■ **EXERCISE DIRECTIONS**
Since only part of the material below is wanted, output exactly the lines from the one with "self.next_stack_order += 1;" up to and including the one with "self.next_instance_serial += 1;".

■ **EXERCISE INPUT**
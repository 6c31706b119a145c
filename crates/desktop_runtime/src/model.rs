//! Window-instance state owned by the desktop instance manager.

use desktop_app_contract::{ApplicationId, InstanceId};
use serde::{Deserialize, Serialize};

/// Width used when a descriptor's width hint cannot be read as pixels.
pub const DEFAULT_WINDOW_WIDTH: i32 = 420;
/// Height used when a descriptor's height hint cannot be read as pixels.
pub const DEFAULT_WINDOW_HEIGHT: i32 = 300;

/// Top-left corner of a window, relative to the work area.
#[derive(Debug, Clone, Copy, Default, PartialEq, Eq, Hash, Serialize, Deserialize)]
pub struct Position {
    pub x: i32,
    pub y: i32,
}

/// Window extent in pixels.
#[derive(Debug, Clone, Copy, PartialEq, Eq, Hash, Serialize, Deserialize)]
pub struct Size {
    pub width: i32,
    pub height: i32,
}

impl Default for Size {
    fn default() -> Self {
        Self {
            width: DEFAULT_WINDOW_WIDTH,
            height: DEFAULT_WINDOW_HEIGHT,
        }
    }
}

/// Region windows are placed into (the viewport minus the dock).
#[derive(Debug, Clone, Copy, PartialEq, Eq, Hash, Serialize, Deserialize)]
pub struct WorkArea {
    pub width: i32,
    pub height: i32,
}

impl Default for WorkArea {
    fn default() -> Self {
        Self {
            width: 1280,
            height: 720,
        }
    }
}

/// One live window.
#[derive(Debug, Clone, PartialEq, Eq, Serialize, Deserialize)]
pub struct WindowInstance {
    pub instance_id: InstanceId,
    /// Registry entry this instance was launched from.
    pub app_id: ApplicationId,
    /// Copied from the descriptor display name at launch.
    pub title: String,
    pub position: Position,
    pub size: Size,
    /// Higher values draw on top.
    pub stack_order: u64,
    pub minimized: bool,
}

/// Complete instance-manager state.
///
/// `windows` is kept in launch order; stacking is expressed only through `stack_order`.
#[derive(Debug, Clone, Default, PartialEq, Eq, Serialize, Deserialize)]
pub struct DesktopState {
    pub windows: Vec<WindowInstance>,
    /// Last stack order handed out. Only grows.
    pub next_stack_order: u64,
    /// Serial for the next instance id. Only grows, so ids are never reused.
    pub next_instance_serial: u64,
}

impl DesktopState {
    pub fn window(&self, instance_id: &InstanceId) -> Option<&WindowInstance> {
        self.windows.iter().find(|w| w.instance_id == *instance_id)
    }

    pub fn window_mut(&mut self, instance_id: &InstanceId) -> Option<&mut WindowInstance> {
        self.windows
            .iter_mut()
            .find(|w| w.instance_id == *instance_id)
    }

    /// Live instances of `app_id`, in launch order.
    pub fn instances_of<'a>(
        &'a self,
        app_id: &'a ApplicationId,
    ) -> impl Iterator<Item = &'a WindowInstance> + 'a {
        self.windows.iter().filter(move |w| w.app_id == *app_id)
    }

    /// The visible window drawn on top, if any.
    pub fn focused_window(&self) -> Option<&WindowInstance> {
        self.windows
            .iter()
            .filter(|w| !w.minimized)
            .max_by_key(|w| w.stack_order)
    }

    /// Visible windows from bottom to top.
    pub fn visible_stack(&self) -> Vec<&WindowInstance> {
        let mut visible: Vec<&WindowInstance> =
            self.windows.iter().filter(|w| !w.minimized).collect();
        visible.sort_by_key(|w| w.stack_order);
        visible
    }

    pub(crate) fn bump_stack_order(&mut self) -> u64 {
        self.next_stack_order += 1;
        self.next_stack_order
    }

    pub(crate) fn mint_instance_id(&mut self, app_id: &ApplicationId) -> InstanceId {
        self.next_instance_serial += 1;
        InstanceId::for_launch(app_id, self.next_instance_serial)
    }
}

■ **RESULT OF THIS TASK**
        self.next_stack_order += 1;
        self.next_stack_order
    }

    pub(crate) fn mint_instance_id(&mut self, app_id: &ApplicationId) -> InstanceId {
        self.next_instance_serial += 1;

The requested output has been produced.